If the device is a PC running vbox, the NIC through which it is attached to the (now transparent) ADSL router is just like any other NIC, and should be able to be bridged to a VM, allowing the VM to behave like it owns the physical NIC and has a direct connection to the WAN (internet). Which is what I want to achieve. I used to do that all the time when I had cable, before I switched ISPs to an ADSL one.

And I understand it's quite common to use more than one physical connection to the ADSL router, for a specific purpose - many ADSL routers (in bridged or half bridged modes) still do routing, and that allows you to make a second physical connection between the ADSL router and internal device (PC or LAN router) to access its internal management pages. You typically want to do that to retain the ability to see your ADSL link status, for example, but you can't typically do that over your primary device-ADSL router connection any more, because the latter is now blindly and transparently bridging the former's traffic to the internet (over its internal PPPoE session). So it's a common technique to put a second NIC in your PC (or use a second port on your LAN router), on a different subnet (the one on which the ADSL routers statically configured LAN IP address resides), and attach it to another port on your (bridged or half bridged) ADSL router for that purpose.

(*) which can be deal breaking. One is that some LAN routers can't handle being DHCP-ed an IP address which is on a different subnet to the default gateway. Another is that this doesn't support multiple IPs, if you have that from your ISP. A third, and more typically encountered, problem is connection interruptions when your ISP changes your IP, but you can work around that using short DHCP lease times between the ADSL router and PC (or LAN router). For these reasons, some consider using half bridged mode on the ADSL router to be the least desirable solution. it probably depends on your specific hardware and your ISP.

Also, TBH, I still don't see why, in principle, a PPPoE "logical network adapter" on the PC, as you have when running the ADSL router in full bridged mode, couldn't be directly bridged to something else (such as a vbox virtual NIC). It's still a network port that has an IP address and TCP/IP binding that can be filtered, after all.

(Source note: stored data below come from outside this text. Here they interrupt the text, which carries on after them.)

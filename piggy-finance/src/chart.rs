//! Data handed to an external chart renderer: expense magnitude per category.

use crate::aggregate::Tally;
use piggy_core::Transaction;
use serde::Serialize;

/// One bar of the expenses-by-category chart
#[derive(Debug, Clone, PartialEq, Serialize)]
pub struct ChartBar {
    pub category: String,
    pub amount: f64,
}

/// Sum of expense magnitudes per category, first-encountered order.
/// Built straight from the transactions rather than from `by_category`.
pub fn expenses_by_category(txns: &[Transaction]) -> Vec<ChartBar> {
    let mut expenses: Tally<f64> = Tally::new();
    for t in txns.iter().filter(|t| t.is_expense()) {
        *expenses.entry(t.category_or_default()) += t.abs_amount();
    }

    expenses
        .into_entries()
        .into_iter()
        .map(|(category, amount)| ChartBar { category, amount })
        .collect()
}

#[cfg(test)]
mod tests {
    use super::*;
    use crate::aggregate::by_category;

    #[test]
    fn test_income_is_left_out() {
        let txns = vec![
            Transaction::new("2024-01-01", 500.0, "").with_category("Salary"),
            Transaction::new("2024-01-02", -20.0, "").with_category("Transport"),
            Transaction::new("2024-01-03", -5.0, "").with_category("Transport"),
        ];
        let bars = expenses_by_category(&txns);
        assert_eq!(
            bars,
            vec![ChartBar {
                category: "Transport".to_string(),
                amount: 25.0
            }]
        );
    }

    #[test]
    fn test_consistent_with_by_category() {
        let txns = vec![
            Transaction::new("2024-01-01", -12.5, "").with_category("Products"),
            Transaction::new("bad", -7.5, "").with_category("Products"),
            Transaction::new("2024-01-02", -3.0, "").with_category("Health"),
        ];
        let stats = by_category(&txns);
        for bar in expenses_by_category(&txns) {
            let cat = stats.iter().find(|s| s.category == bar.category).unwrap();
            assert_eq!(bar.amount, -cat.sum);
        }
    }

    #[test]
    fn test_empty() {
        assert!(expenses_by_category(&[]).is_empty());
    }
}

It's my experience that Windows' way of doing networking creates the limitations, which Linux doesn't suffer from. I haven't looked at it yet, but I'll be genuinely surprised if Linux doesn't let me create a PPPoE "logical NIC" and bridge it to something else. We'll see!

Re: Networking - can't assign "WAN Miniport" adapters to VMs

Posted: 6. Jan 2011, 22:32
by Sasquatch
I've stated it before, the PPPoE connection that Windows makes is NOT a physical interface. By that nature, it only exists as long as the connection exists. VB would die horribly if that connection suddenly drops. The same thing will happen on Linux and you can't select logical interfaces there either. If you have an IPv6 tunnel or similar, you can't select them for bridged either.

Re: Networking - can't assign "WAN Miniport" adapters to VMs

Posted: 7. Jan 2011, 09:13
by NeBlackCat
And as I've stated before, I know it's not a physical interface. And it does exist all the time - it sits there in your list of network connections even when not connected. Just like a physical NIC, if you disconnected it, eg. by pulling the cable out (and I'd be massively surprised if that caused VB to "die horribly").

I think we'll have to agree to disagree on this. I've still heard no plausible reason why a logical network connection (as opposed to a physical one) can't be filtered and bridged, in principle, even if the method of doing so might be somewhat different.

Re: Networking - can't assign "WAN Miniport" adapters to VMs

Posted: 7. Jan 2011, 19:50
by Martin
Even if the PPPoE interface exists all the time and it looks like a normal interface it still is a virtual interface which doesn't have all the characteristics/features in the Windows networking subsystem needed for bridged networking.